* _TASK TO CARRY OUT_: If a line in the records contains the string "StoreReadError", show that line.

___ AVAILABLE DATA

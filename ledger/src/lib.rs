//! Assay Ledger: append-only verification history and derived projections.
//!
//! The ledger consumes raw report text (origin irrelevant: API response,
//! file, pasted text) and produces persisted, structured judgments. It does
//! not fetch, render to remote systems, or transmit anything itself.
//!
//! # Two documents, two roles
//!
//! - The **audit log** is history: an ordered, append-only sequence of
//!   verification events. No operation edits or removes a past entry.
//! - The **verified score store** is current state: a derived projection
//!   keyed by (phase, attempt), overwritten freely, rebuilt from the same
//!   verification calls that extend the log.
//!
//! Single-threaded, single-writer by design: both documents are rewritten
//! wholesale on every mutation, so concurrent writers need an external
//! mutual-exclusion mechanism layered on top.

#![forbid(unsafe_code)]
#![deny(clippy::all)]
#![warn(clippy::pedantic)]

pub mod discrepancy;
pub mod entry;
pub mod ledger;
pub mod report;
pub mod storage;
pub mod store;
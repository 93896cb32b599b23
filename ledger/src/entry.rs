//! Audit entries: the immutable records the ledger is made of.

use assay_extract::scores::ScoreSet;

use crate::storage::StoreReadError;

/// One verification event, exactly as it happened.
///
/// Created once per `verify_and_log` call and never mutated afterwards.
/// A correction is a new entry under a new attempt, never an edit.
#[derive(Debug, Clone, PartialEq)]
pub struct AuditEntryV1 {
    /// Report timestamp (ISO-8601): caller-supplied, or the wall clock at
    /// verification time when the caller had nothing better.
    pub timestamp: String,
    /// Free-form phase label (e.g. `"Phase 1"`), stable across calls that
    /// refer to the same phase.
    pub phase: String,
    /// Caller-supplied attempt number. Never auto-incremented: phases may
    /// be re-verified from historical text out of order.
    pub attempt: u32,
    /// What the extractor found in the raw text.
    pub scores: ScoreSet,
    /// True iff the stated overall percentage met the pass threshold.
    pub passed_threshold: bool,
    /// Character count of the raw text, for sanity auditing.
    pub response_length: usize,
}

impl AuditEntryV1 {
    /// JSON projection of this entry.
    #[must_use]
    pub fn to_json(&self) -> serde_json::Value {
        serde_json::json!({
            "timestamp": self.timestamp,
            "phase": self.phase,
            "attempt": self.attempt,
            "scores": self.scores.to_json(),
            "passed_threshold": self.passed_threshold,
            "response_length": self.response_length,
        })
    }

    /// Rebuild an entry from its JSON projection. Fail-closed.
    ///
    /// # Errors
    ///
    /// Returns [`StoreReadError::MalformedDocument`] if any field is
    /// missing or has the wrong shape.
    pub fn from_json(value: &serde_json::Value) -> Result<Self, StoreReadError> {
        let timestamp = required_str(value, "timestamp")?;
        let phase = required_str(value, "phase")?;

        let attempt = value
            .get("attempt")
            .and_then(serde_json::Value::as_u64)
            .and_then(|n| u32::try_from(n).ok())
            .ok_or_else(|| malformed("entry \"attempt\" is not a u32 integer"))?;

        let scores_value = value
            .get("scores")
            .ok_or_else(|| malformed("entry is missing \"scores\""))?;
        let scores = ScoreSet::from_json(scores_value)
            .map_err(|e| malformed(&format!("entry \"scores\": {e}")))?;

        let passed_threshold = value
            .get("passed_threshold")
            .and_then(serde_json::Value::as_bool)
            .ok_or_else(|| malformed("entry \"passed_threshold\" is not a boolean"))?;

        let response_length = value
            .get("response_length")
            .and_then(serde_json::Value::as_u64)
            .and_then(|n| usize::try_from(n).ok())
            .ok_or_else(|| malformed("entry \"response_length\" is not an integer"))?;

        Ok(Self {
            timestamp,
            phase,
            attempt,
            scores,
            passed_threshold,
            response_length,
        })
    }
}

fn required_str(value: &serde_json::Value, field: &str) -> Result<String, StoreReadError> {
    value
        .get(field)
        .and_then(serde_json::Value::as_str)
        .map(String::from)
        .ok_or_else(|| malformed(&format!("entry \"{field}\" is not a string")))
}

fn malformed(detail: &str) -> StoreReadError {
    StoreReadError::MalformedDocument {
        detail: detail.to_string(),
    }
}
//! Shared report fixtures for the lock-test suite.

#![forbid(unsafe_code)]
#![deny(clippy::all)]
#![warn(clippy::pedantic)]

/// The canonical passing report from the end-to-end scenario.
#[must_use]
pub fn passing_report() -> String {
    "Security score: 9/10\nArchitecture score: 8/10\nOverall score: 95%".to_string()
}

/// A report whose overall percentage fails the threshold.
#[must_use]
pub fn failing_report(pct: u32) -> String {
    format!("Security score: 6/10\nCode Quality score: 5.5/10\nOverall score: {pct}%")
}

/// A report with prose only: no recognizable score statements.
#[must_use]
pub fn scoreless_report() -> String {
    "The reviewer was impressed overall but committed to no numbers.".to_string()
}
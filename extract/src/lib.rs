//! Assay Extract: the deterministic core of score verification.
//!
//! # API Surface
//!
//! The crate exposes three entry points:
//!
//! - [`extractor::ScoreExtractor::extract`] -- turn raw report text into a [`scores::ScoreSet`]
//! - [`stamp::integrity_stamp`] -- fingerprint raw report text for later tamper detection
//! - [`scores::ScoreSet::passed_threshold`] -- derive pass/fail from the overall percentage
//!
//! Everything here is pure: no filesystem, no clock, no network. Equal
//! inputs produce equal outputs, which is what makes extraction results
//! auditable after the fact.
//!
//! # Module Dependency Direction
//!
//! `criteria` ← `stamp` ← `scores` ← `extractor`
//!
//! One-way only. No cycles. `extractor` depends on `scores` and `stamp`.
//! `criteria` depends on nothing internal.

#![forbid(unsafe_code)]
#![deny(clippy::all)]
#![warn(clippy::pedantic)]

pub mod criteria;
pub mod extractor;
pub mod scores;
pub mod stamp;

______

* _RESPONSE TO THIS TASK_:
use crate::storage::StoreReadError;
    /// Returns [`StoreReadError::MalformedDocument`] if any field is
    pub fn from_json(value: &serde_json::Value) -> Result<Self, StoreReadError> {
fn required_str(value: &serde_json::Value, field: &str) -> Result<String, StoreReadError> {
fn malformed(detail: &str) -> StoreReadError {
    StoreReadError::MalformedDocument {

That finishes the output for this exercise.